# Alaskan Malamute Pup... Howling when alone



## Azrellion (Apr 28, 2014)

Hello, 

New to the forums and i am just asking about my new pup hoping some fellow mal owners might be able to give me some piece of mind... lol

I bought a malamute pup last Saturday he was 13 weeks when we bought him 14 now... Hes doing really well with his training as they are intelligent anyway and he has a great temperament.

Now the question is when we go out to do things in the day like shopping or errands or whatever were doing (im a student and my wife is self employed so we are in alot) Our pup howls ALOT we left the house for an hour earlier and i recorded him and 40 mins out of the 1 hour we were away he did nothing but howl... i know the neighbours don't really mind as ive spoke to them and they understand hes a pup and no im not crate training him... hes gonna be free to run the house once hes house trained so i see no need to crate train and he will get plenty of exercise once hes vaccinated (which is killing me waiting btw i just want to take him for a walk with all this lovely weather)

At night he sleeps in the room with us but on the floor not the bed this is because we have a toddler so his howling at night will keep her up, we did try letting him stay in the kitchen (where we keep him in the day why we are out) with a baby gate but he just howls and its super loud... We don't mind him sharing the bedroom and he knows hes not aloud on the furniture so thats not a problem... My only question is, is he likely to grow out or atleast calm the howling down a bit as he gets older as its going to get louder i assume and i dont want the neighbours to realise hes not a pup and still howling ALLLL THE TIMEEEE when we go do errands :/ He never howls when we are with him or even if hes behind the baby gate and can see us its only when we are out of site...

Just want to know if you guys have ever had the same problem i assume its just because hes not use to being alone yet just want the piece of mind and yes i know they howl alot as its just the breed im fine with that i just want him to be able to settle when we are not there i dont want him 100% dependant on us


----------



## Sled dog hotel (Aug 11, 2010)

Azrellion said:


> Hello,
> 
> New to the forums and i am just asking about my new pup hoping some fellow mal owners might be able to give me some piece of mind... lol
> 
> ...


All pups can get stressed about leaving Mum and littermates and finding themselves alone in a new strange place so can become clingy.

The more he is with you though and dependant on you being there for company the harder its going to get. I do have mine with me during the night for the first few weeks, not only to settle them in but to take them out in the night when they wake or stir to toilet until they can start to go through until morning, but what you also need to do is start weaning him off and get him used to being alone while you are in at first.

If you don't want to crate train, then the kitchen is usually ideal. Instead of shutting him with a solid door which can be isolating and make them panic more its best to use a dog control gate, that is taller and more robust then a baby gate but fits in the same way.

Its best to start the self amusement and wind down allow times at first after you have given him some activity, as he cant go out yet you cant do it after a walk but you can later.

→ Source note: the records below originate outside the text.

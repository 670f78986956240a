use crate::{error::ImageError, image::Image};

/// Cast the pixel data of an image into a preallocated image and scale it.
///
/// # Arguments
///
/// * `src` - The source image.
/// * `dst` - The destination image, with the same size as the source.
/// * `scale` - The factor applied to every value after the cast.
///
/// # Errors
///
/// If the sizes do not match or a value cannot be represented in the target type.
pub fn cast_and_scale<T, U, const C: usize>(
    src: &Image<T, C>,
    dst: &mut Image<U, C>,
    scale: U,
) -> Result<(), ImageError>
where
    T: num_traits::NumCast + Copy,
    U: num_traits::NumCast + std::ops::Mul<Output = U> + Copy,
{
    if src.size() != dst.size() {
        return Err(ImageError::InvalidImageSize(
            src.width(),
            src.height(),
            dst.width(),
            dst.height(),
        ));
    }

    for (out, &x) in dst.as_slice_mut().iter_mut().zip(src.as_slice()) {
        *out = U::from(x).ok_or(ImageError::CastError)? * scale;
    }

    Ok(())
}

/// Convert a floating point image in the `[0, 255]` range to 8 bits, rounding and clamping.
pub fn saturate_u8<const C: usize>(src: &Image<f32, C>) -> Result<Image<u8, C>, ImageError> {
    let data = src
        .as_slice()
        .iter()
        .map(|&x| x.round().clamp(0.0, 255.0) as u8)
        .collect();
    Image::new(src.size(), data)
}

At the moment best time to do it is after a training session mixed with some play, so he will be more tired and likely settle better.

Have his bed in the kitchen, take him there and leave him with something to self amuse him and make a good association with being left. It can be a safe type chew, or a stuffed kong if he is on wet food you can use some of his allowance if he is on dry again you can use a Kong wobbler, the classics you can also fill with lots of things there are some suggestions below. Take him there give him the kong or chew and just leave making no fuss. At first you may only be able to do it for a very short time, as you have to return before they start to get vocal and stressed. When you let him out just open the gate and ignore him leave him for another minute or two then call him to you with lots of praise and even a treat or two. You then build up these times a bit at a time as he learns to cope and they become part of his normal daily routine.
You then can just use exactly the same regime when you do go out. Try starting with shorter sessions of going out, and build those up too if you can.

Recipes - KONG

Kong Stuffing Ideas - Kong Recipes - Kong Dog Toy - Kong Stuffing

Wobbler - KONG

Another thing that can help a lot of pups or I found helped and still use them for times of stress and anxiety like fireworks are adaptil plug in diffusers. If you want to read more on those see link. Cheapest place to buy them is at reputable on line vet pharmacies.

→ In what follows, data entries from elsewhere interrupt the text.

mod common;

use std::sync::atomic::{AtomicBool, Ordering};
use std::sync::Arc;
use std::time::Duration;

use common::{sweep, Scene};
use glam::{DVec2, DVec3};
use pano_stitching::config::WaveCorrection;
use pano_stitching::warper::{ProjectionSurface, SphericalSurface};
use pano_stitching::{
    DropReason, Stage, StitchContext, StitchOutput, Stitcher, StitcherConfig, Telemetry,
};

/// Spherical surface refusing rays beyond a longitude once enabled.
struct LimitedSurface {
    max_longitude: f64,
    enabled: Arc<AtomicBool>,
}

impl ProjectionSurface for LimitedSurface {
    fn project(&self, ray: DVec3) -> Option<DVec2> {
        let uv = SphericalSurface.project(ray)?;
        if self.enabled.load(Ordering::SeqCst) && uv.x.abs() > self.max_longitude {
            return None;
        }
        Some(uv)
    }

    fn unproject(&self, uv: DVec2) -> DVec3 {
        SphericalSurface.unproject(uv)
    }

    fn pole_v(&self) -> Option<f64> {
        SphericalSurface.pole_v()
    }
}

/// Enables the surface limit once the seams are found.
struct EnableAfterSeams(Arc<AtomicBool>);

impl Telemetry for EnableAfterSeams {
    fn record(&mut self, stage: Stage, _elapsed: Duration) {
        if stage == Stage::SeamSearch {
            self.0.store(true, Ordering::SeqCst);
        }
    }
}

fn stitcher(enabled: Arc<AtomicBool>) -> Stitcher {
    let mut config = StitcherConfig {
        seam_megapix: 0.03,
        ..Default::default()
    };
    // keep the middle camera as the longitude origin
    config.bundle.wave_correction = WaveCorrection::None;
    Stitcher::new(config).with_surface(LimitedSurface {
        max_longitude: 45f64.to_radians(),
        enabled,
    })
}

fn check_last_image_dropped(output: &StitchOutput) {
    assert_eq!(output.report.used, vec![0, 1]);
    assert!(matches!(
        output.report.drop_reason(2),
        Some(DropReason::CompositionFailed(_))
    ));
    assert_eq!(output.cameras.len(), output.report.used.len());
    assert_eq!(output.seam_pixel_counts.len(), output.report.used.len());
    assert!(output.seam_pixel_counts.iter().all(|c| *c > 0));
}

// the right image reaches about 48 degrees of longitude, the left one about 42

#[test]
fn image_failing_seam_warp_is_dropped() -> Result<(), Box<dyn std::error::Error>> {
    let scene = Scene::new(17);
    let images = sweep(&scene, &[-20.0, 0.0, 26.0]);

    let enabled = Arc::new(AtomicBool::new(true));
    let output = stitcher(enabled).stitch(&images, &mut StitchContext::new())?;

    check_last_image_dropped(&output);
    Ok(())
}

#[test]
fn image_failing_compose_warp_is_dropped() -> Result<(), Box<dyn std::error::Error>> {
    let scene = Scene::new(17);
    let images = sweep(&scene, &[-20.0, 0.0, 26.0]);

    let enabled = Arc::new(AtomicBool::new(false));
    let mut telemetry = EnableAfterSeams(enabled.clone());
    let mut ctx = StitchContext::new().with_telemetry(&mut telemetry);
    let output = stitcher(enabled).stitch(&images, &mut ctx)?;
    drop(ctx);

    check_last_image_dropped(&output);
    assert_eq!(output.panorama.image.size(), output.panorama.mask.size());
    Ok(())
}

Adaptil helps dogs and puppys learn settle travel and in kennels

Other old tricks is leaving an old t shirt or jumper you have worn in their beds as having your smell can comfort them when they are left. Just test him out with it first though as some Mals and one of mine was like it can be devils for ripping up and ingesting fabric. One of mine did the other was fine and not particularly destructive at all.

Another thing that can help too is leaving a radio down low on a talking station as the sound of voices can be comforting rather then silence.

Some pups also like a large soft toy in their beds to have something to curl up with as pups in the litter often sleep touching for comfort and security, but again just test him out and make sure he isn't going to be one that will rip it up and try to eat the fabric.


----------



## Azrellion (Apr 28, 2014)

Thanks alot been trying the keeping him alone for a few minutes thing but i usually just go in and bend over the stair gate and give him fuss for being quiet rather than letting him out and ignoring him for a minute or 2!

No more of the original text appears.